• [Goal of the exercise]: Filter the entries for the string "from". Copy each line that has it.

• [Data supplied]:
· · · · · · ·
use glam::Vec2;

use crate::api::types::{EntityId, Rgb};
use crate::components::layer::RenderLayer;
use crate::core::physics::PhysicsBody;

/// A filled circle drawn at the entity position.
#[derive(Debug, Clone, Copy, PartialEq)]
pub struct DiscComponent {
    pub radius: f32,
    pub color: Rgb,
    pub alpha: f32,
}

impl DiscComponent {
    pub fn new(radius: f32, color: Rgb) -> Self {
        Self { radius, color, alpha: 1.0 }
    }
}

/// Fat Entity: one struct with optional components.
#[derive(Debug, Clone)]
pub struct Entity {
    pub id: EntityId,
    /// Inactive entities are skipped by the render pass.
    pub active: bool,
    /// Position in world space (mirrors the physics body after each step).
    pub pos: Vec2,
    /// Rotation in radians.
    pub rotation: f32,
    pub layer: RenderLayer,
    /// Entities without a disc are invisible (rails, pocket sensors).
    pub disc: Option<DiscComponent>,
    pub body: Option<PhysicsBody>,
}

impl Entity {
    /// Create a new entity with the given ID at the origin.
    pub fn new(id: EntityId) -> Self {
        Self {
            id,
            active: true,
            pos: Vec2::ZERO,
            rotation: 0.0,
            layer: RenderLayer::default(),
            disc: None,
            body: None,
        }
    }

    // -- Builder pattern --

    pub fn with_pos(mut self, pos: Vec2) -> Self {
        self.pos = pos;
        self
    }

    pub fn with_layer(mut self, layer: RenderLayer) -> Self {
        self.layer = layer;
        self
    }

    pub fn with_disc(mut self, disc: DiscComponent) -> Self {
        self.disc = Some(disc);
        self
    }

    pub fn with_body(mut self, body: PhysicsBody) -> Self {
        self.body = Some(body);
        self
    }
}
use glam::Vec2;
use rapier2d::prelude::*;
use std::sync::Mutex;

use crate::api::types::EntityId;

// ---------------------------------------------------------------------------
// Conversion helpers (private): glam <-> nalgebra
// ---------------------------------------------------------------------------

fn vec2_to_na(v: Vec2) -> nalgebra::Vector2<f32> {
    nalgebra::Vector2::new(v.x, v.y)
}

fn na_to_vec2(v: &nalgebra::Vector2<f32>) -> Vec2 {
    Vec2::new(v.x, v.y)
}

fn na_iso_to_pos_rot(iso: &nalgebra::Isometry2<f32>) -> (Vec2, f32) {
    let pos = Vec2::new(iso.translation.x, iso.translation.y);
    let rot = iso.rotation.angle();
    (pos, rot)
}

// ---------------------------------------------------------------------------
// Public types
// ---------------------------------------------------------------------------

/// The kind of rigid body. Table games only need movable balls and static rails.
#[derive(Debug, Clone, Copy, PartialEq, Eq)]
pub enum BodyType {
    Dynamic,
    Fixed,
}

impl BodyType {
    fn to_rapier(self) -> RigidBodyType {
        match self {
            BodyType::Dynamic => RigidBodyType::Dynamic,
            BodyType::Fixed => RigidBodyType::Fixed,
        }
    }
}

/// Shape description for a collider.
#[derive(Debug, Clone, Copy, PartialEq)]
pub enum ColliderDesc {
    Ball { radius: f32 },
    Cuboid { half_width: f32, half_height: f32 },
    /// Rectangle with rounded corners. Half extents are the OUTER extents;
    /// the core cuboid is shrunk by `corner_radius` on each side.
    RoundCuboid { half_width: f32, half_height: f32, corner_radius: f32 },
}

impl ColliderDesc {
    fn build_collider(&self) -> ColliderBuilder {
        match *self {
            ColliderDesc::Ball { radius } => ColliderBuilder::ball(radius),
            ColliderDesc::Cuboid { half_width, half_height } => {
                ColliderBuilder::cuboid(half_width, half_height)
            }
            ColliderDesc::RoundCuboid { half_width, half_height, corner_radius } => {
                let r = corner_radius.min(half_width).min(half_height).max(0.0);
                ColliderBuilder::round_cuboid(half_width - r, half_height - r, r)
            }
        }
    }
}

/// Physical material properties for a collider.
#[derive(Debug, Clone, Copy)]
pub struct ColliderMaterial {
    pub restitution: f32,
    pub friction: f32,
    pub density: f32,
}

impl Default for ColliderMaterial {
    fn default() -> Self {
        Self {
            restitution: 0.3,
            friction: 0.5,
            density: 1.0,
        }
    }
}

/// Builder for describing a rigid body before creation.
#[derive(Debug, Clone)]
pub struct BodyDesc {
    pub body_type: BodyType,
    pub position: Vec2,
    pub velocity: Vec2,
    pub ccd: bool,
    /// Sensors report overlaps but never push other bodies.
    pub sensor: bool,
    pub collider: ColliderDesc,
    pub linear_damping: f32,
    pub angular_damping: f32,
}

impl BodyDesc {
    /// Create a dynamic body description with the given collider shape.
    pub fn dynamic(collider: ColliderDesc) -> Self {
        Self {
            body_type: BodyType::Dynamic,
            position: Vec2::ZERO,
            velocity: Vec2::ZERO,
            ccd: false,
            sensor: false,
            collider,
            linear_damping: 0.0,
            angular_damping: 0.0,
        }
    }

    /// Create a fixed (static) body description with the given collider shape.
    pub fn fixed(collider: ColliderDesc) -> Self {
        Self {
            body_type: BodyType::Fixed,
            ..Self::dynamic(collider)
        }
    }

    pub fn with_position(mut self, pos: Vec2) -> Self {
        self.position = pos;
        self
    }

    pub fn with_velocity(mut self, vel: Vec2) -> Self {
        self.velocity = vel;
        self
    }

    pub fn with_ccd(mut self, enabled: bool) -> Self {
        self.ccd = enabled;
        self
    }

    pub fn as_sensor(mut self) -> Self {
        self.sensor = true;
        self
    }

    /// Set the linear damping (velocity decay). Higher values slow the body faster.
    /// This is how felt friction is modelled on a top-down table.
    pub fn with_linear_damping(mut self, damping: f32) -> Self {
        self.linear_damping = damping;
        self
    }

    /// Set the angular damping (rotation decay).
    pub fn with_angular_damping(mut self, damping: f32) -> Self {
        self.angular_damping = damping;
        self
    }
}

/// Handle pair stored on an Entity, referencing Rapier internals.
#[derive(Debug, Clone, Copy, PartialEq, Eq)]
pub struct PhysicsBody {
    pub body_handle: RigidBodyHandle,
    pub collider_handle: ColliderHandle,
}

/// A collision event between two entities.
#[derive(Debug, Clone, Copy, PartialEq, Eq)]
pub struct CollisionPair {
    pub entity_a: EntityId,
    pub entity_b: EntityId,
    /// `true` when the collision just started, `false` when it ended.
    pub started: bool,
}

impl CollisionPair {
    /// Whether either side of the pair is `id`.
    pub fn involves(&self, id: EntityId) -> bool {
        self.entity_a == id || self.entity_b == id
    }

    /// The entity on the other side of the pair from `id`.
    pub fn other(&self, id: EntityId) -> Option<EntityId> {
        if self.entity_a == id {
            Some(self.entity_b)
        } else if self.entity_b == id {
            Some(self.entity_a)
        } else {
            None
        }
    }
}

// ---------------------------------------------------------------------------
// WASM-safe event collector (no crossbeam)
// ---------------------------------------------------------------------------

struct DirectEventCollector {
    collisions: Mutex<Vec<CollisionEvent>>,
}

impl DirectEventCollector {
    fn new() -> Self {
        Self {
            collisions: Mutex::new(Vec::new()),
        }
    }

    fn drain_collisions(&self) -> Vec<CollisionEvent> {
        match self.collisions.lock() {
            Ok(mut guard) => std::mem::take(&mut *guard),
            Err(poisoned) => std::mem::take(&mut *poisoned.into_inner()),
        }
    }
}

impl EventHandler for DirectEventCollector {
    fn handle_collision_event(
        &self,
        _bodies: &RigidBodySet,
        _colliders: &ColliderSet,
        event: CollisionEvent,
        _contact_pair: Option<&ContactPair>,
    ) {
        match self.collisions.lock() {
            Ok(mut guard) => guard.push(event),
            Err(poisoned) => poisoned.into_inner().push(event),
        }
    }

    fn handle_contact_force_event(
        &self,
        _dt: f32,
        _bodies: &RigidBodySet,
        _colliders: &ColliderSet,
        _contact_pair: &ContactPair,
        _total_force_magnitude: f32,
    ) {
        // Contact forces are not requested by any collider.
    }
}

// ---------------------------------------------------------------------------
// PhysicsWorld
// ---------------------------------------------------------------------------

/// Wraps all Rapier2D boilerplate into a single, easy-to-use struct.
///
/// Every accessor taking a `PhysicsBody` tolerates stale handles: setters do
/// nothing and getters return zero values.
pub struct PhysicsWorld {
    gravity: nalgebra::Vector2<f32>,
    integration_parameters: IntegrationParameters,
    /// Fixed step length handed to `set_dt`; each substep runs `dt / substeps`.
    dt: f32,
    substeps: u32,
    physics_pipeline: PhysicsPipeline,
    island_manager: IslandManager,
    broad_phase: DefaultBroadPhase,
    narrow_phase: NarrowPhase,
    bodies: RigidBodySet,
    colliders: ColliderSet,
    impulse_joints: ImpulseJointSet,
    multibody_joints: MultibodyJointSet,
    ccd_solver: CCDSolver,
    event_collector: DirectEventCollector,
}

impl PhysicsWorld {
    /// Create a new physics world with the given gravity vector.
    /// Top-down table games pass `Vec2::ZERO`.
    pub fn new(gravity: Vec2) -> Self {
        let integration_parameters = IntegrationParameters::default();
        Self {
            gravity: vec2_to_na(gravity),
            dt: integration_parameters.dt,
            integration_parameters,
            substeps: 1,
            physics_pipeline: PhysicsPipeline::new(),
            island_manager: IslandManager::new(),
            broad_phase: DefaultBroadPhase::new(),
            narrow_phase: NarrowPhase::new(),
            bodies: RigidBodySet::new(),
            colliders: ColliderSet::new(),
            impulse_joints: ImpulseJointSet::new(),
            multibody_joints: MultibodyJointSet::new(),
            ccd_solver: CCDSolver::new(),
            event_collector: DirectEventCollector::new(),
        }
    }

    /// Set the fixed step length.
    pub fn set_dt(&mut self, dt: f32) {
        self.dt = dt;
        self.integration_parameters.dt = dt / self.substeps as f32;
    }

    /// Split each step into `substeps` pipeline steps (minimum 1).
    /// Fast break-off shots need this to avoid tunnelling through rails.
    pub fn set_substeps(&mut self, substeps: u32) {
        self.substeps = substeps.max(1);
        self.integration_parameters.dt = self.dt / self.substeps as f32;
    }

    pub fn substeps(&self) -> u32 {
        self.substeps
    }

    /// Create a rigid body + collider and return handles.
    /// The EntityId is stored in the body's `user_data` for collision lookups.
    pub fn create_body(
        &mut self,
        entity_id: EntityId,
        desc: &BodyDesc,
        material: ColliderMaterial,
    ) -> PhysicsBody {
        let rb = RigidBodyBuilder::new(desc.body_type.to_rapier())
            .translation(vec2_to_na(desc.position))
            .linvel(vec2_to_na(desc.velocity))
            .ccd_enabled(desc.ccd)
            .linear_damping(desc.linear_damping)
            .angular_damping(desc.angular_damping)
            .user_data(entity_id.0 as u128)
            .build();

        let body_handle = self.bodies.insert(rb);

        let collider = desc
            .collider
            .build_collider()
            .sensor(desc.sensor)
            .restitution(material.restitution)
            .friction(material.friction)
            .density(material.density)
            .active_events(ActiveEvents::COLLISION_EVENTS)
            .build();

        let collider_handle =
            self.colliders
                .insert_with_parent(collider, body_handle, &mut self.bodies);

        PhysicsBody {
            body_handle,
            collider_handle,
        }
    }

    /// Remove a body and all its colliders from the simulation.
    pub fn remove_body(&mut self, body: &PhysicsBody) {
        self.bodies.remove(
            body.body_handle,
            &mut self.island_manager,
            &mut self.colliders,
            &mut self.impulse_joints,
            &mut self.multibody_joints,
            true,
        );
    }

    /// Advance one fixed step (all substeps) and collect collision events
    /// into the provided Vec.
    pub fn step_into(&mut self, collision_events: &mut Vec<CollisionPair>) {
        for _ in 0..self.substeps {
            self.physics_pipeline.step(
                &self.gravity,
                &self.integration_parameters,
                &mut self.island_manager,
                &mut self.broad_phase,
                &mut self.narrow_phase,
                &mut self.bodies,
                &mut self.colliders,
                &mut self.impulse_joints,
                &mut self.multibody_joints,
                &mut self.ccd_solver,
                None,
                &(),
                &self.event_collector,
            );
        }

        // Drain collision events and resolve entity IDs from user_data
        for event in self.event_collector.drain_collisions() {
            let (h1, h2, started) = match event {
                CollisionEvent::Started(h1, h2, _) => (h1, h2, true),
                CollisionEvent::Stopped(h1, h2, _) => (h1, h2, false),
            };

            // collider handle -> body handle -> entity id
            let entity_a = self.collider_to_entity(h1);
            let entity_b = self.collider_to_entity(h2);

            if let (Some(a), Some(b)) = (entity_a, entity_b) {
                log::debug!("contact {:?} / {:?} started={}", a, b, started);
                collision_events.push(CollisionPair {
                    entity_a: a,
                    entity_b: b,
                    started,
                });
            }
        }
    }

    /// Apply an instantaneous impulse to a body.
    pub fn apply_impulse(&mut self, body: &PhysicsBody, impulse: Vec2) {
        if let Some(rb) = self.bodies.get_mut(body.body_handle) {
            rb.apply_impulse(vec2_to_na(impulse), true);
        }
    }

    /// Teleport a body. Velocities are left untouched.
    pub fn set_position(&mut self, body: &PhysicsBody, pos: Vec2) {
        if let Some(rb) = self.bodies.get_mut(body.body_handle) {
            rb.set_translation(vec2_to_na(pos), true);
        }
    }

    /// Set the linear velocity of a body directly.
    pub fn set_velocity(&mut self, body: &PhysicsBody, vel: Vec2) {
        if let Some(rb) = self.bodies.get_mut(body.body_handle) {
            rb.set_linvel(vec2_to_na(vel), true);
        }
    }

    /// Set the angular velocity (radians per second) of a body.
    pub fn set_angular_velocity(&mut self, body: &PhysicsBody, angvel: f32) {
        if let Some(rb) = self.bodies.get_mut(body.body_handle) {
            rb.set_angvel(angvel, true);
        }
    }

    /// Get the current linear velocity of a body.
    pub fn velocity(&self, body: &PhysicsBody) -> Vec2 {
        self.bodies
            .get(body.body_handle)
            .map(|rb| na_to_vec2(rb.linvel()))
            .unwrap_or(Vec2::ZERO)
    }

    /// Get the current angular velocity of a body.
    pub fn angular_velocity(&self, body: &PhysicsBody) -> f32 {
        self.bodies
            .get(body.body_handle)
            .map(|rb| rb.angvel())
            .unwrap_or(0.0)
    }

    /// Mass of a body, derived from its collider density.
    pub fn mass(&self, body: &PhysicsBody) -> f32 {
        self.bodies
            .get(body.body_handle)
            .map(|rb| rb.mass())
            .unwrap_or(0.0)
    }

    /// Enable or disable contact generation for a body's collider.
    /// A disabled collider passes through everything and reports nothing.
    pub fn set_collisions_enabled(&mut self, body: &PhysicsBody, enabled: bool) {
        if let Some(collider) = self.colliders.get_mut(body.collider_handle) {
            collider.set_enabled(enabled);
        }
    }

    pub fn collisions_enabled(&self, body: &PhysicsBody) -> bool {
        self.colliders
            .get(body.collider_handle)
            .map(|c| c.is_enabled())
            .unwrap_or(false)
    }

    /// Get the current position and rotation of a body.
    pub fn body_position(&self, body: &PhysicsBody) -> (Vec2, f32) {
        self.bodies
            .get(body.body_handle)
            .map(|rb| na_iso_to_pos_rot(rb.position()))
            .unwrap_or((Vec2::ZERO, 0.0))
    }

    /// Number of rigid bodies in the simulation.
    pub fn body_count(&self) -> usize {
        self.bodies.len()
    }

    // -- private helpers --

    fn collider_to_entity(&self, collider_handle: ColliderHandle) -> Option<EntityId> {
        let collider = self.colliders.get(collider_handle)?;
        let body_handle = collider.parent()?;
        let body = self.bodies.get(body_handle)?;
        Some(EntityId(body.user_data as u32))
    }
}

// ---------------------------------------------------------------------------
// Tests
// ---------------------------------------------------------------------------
· · · · · · ·
• [Reply]:
    /// The entity on the other side of the pair from `id`.
    /// Remove a body and all its colliders from the simulation.
        // Drain collision events and resolve entity IDs from user_data
    /// Mass of a body, derived from its collider density.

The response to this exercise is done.